# Greetings Haunt Forum



## Bobby5150 (Dec 17, 2010)

Just wanted to say hello... I been lurking through the forums and wanted to say this place is pretty awesome. 
My name is Bobby and im from Indiana, me and a bunch of family members put on our own haunt every year and hope to get some ideas from here. There is a lot of stuff to look at and im sure i will learn a thing or 2..lol

Good to stumble upon this site when i did a search. Looks like a good group of people here to.


----------



## Hauntiholik (May 17, 2006)

Welcome to the forum SubGunner!


----------



## Frighteners Entertainment (Jan 24, 2006)

Glad to have you Bobby


----------



## Bone Dancer (Oct 7, 2005)

Greetings and welcome, pictures, we like to see pictures.


----------



## Bobby5150 (Dec 17, 2010)

Thanks for the welcome guys and gals.. I will post some pics as soon as i can. God knows i have a crap-load..lol


----------



## Evil Queen (Mar 8, 2008)




----------



## Spooky1 (Aug 25, 2008)

Welcome to the forum, gunner!


----------



## Goblin (Jun 3, 2009)




----------



## dynoflyer (Oct 8, 2006)




----------



## fick209 (Aug 31, 2009)

Welcome to the forum!!!


----------



## scareme (Aug 29, 2006)

Sure, we look like a good group of people here, until you look really close. Then things are going to get really ugly, and you're gonna get scared. No really, we are ugly, scarey ugly. Especially Spooky1. Try not to stare at his clothes. Anyhow, welcome.
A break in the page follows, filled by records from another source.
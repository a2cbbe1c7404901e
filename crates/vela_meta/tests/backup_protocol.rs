//! Backup coordinator protocol: happy path, gates, compensation, recovery.

mod common;

use common::{seed_hosts, seed_space, test_catalog, AdminCall, MockAdminClient};
use vela_common::schema::REBUILD_RUNNING;
use vela_common::{ErrorCode, SignType, SnapshotStatus};
use vela_meta::backup::{create_backup, drop_backup, gc_stale_snapshots, CreateBackupReq};
use vela_meta::keys;

fn snapshot_records(
    proc: &vela_meta::Processor,
) -> Vec<(String, SnapshotStatus, String)> {
    let mut iter = proc.do_prefix(&keys::snapshot_prefix()).unwrap();
    let mut out = Vec::new();
    while iter.valid() {
        let name = keys::parse_snapshot_name(iter.key()).unwrap();
        let (status, hosts) = keys::parse_snapshot_val(iter.val()).unwrap();
        out.push((name, status, hosts));
        iter.next();
    }
    out
}

#[tokio::test]
async fn backup_happy_path_commits_valid_and_unblocks_every_host() {
    let catalog = test_catalog();
    let proc = &catalog.proc;
    let hosts = seed_hosts(proc, 2).await;
    seed_space(proc, "a", 2).await;
    seed_space(proc, "b", 1).await;

    let client = MockAdminClient::new();
    let meta = create_backup(
        proc,
        &client,
        CreateBackupReq {
            spaces: Some(vec!["a".to_string(), "b".to_string()]),
        },
    )
    .await
    .unwrap();

    // Snapshot record is VALID and lists exactly the reported hosts.
    let records = snapshot_records(proc);
    assert_eq!(records.len(), 1);
    let (name, status, recorded_hosts) = &records[0];
    assert_eq!(name, &meta.backup_name);
    assert_eq!(*status, SnapshotStatus::Valid);
    assert_eq!(
        keys::split_hosts(recorded_hosts).unwrap(),
        meta.hosts,
    );
    assert_eq!(meta.hosts, hosts);

    // Every space carries checkpoint directories in the reply.
    assert_eq!(meta.backup_info.len(), 2);
    for info in meta.backup_info.values() {
        assert!(!info.cp_dirs.is_empty(), "space without checkpoint dirs");
    }
    assert!(!meta.meta_files.is_empty(), "meta export produced no files");

    // BLOCK_OFF reached every (space, host) pair that saw BLOCK_ON.
    let on: Vec<_> = client
        .block_calls(SignType::BlockOn)
        .into_iter()
        .map(|call| match call {
            AdminCall::Blocking { space, host, .. } => (space, host),
            _ => unreachable!(),
        })
        .collect();
    let off: Vec<_> = client
        .block_calls(SignType::BlockOff)
        .into_iter()
        .map(|call| match call {
            AdminCall::Blocking { space, host, .. } => (space, host),
            _ => unreachable!(),
        })
        .collect();
    assert!(!on.is_empty());
    for pair in &on {
        assert!(off.contains(pair), "{pair:?} was never unblocked");
    }
}

#[tokio::test]
async fn backup_rejected_while_index_rebuild_runs() {
    let catalog = test_catalog();
    let proc = &catalog.proc;
    seed_hosts(proc, 1).await;
    let space = seed_space(proc, "s", 1).await;

    proc.do_put(vec![(
        keys::rebuild_index_status_key(space, "t_idx"),
        REBUILD_RUNNING.to_vec(),
    )])
    .await
    .unwrap();

    let client = MockAdminClient::new();
    let result = create_backup(proc, &client, CreateBackupReq::default()).await;
    assert_eq!(result.unwrap_err(), ErrorCode::BackupBuildingIndex);

    // No snapshot record was staged and no host was touched.
    assert!(snapshot_records(proc).is_empty());
    assert!(client.calls().is_empty());
}

#[tokio::test]
async fn backup_block_failure_compensates_and_leaves_invalid_marker() {
    let catalog = test_catalog();
    let proc = &catalog.proc;
    let hosts = seed_hosts(proc, 2).await;
    seed_space(proc, "a", 2).await;

    let client = MockAdminClient::new();
    client.reject_block_on(&hosts[1]);

    let result = create_backup(proc, &client, CreateBackupReq::default()).await;
    assert_eq!(result.unwrap_err(), ErrorCode::BlockWriteFailure);

    // Compensation unblocked the survivors.
    assert!(!client.block_calls(SignType::BlockOff).is_empty());
    // No checkpoint was requested.
    assert!(client
        .calls()
        .iter()
        .all(|call| !matches!(call, AdminCall::CreateSnapshot { .. })));

    // At most an INVALID record lingers; no VALID record is observable.
    let records = snapshot_records(proc);
    assert_eq!(records.len(), 1);
    assert_eq!(records[0].1, SnapshotStatus::Invalid);
}

#[tokio::test]
async fn stale_invalid_snapshot_is_garbage_collected() {
    let catalog = test_catalog();
    let proc = &catalog.proc;
    let hosts = seed_hosts(proc, 1).await;
    seed_space(proc, "a", 1).await;

    // Simulate a coordinator crash between staging and commit.
    proc.do_put(vec![(
        keys::snapshot_key("BACKUP_crashed"),
        keys::snapshot_val(SnapshotStatus::Invalid, &keys::join_hosts(&hosts)),
    )])
    .await
    .unwrap();

    let client = MockAdminClient::new();
    let collected = gc_stale_snapshots(proc, &client).await.unwrap();
    assert_eq!(collected, 1);
    assert!(snapshot_records(proc).is_empty());
    assert!(client
        .calls()
        .iter()
        .any(|call| matches!(call, AdminCall::DropSnapshot { name, .. } if name == "BACKUP_crashed")));

    // VALID records survive the pass.
    proc.do_put(vec![(
        keys::snapshot_key("BACKUP_ok"),
        keys::snapshot_val(SnapshotStatus::Valid, &keys::join_hosts(&hosts)),
    )])
    .await
    .unwrap();
    assert_eq!(gc_stale_snapshots(proc, &client).await.unwrap(), 0);
    assert_eq!(snapshot_records(proc).len(), 1);
}

#[tokio::test]
async fn backup_gates_on_leader_hosts_and_spaces() {
    let catalog = test_catalog();
    let proc = &catalog.proc;
    let client = MockAdminClient::new();

    // Followers refuse to coordinate.
    catalog.store.set_leader(false);
    assert_eq!(
        create_backup(proc, &client, CreateBackupReq::default())
            .await
            .unwrap_err(),
        ErrorCode::LeaderChanged
    );
    catalog.store.set_leader(true);

    // No active hosts.
    assert_eq!(
        create_backup(proc, &client, CreateBackupReq::default())
            .await
            .unwrap_err(),
        ErrorCode::NoHosts
    );

    // Hosts but no spaces resolve to an empty scope.
    seed_hosts(proc, 1).await;
    assert_eq!(
        create_backup(proc, &client, CreateBackupReq::default())
            .await
            .unwrap_err(),
        ErrorCode::BackupSpaceNotFound
    );
}

#[tokio::test]
async fn drop_backup_removes_record_and_checkpoints() {
    let catalog = test_catalog();
    let proc = &catalog.proc;
    seed_hosts(proc, 1).await;
    seed_space(proc, "a", 1).await;

    let client = MockAdminClient::new();
    let meta = create_backup(proc, &client, CreateBackupReq::default())
        .await
        .unwrap();

    drop_backup(proc, &client, &meta.backup_name).await.unwrap();
    assert!(snapshot_records(proc).is_empty());
    assert!(client.calls().iter().any(|call| matches!(
        call,
        AdminCall::DropSnapshot { name, .. } if *name == meta.backup_name
    )));
}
We can always use fresh blood around here.


----------



## Bobby5150 (Dec 17, 2010)

lmao Scareme.. Thanks for the welcome yall!


----------



## Creep Cringle (Jun 23, 2009)

Welcome!


----------



## Vlad (Aug 2, 2005)

Did someone say fresh blood???? Welcome home Bobby


----------



## HauntCast (Jul 25, 2008)

Look forward to seeing pics and vids of your haunt.


----------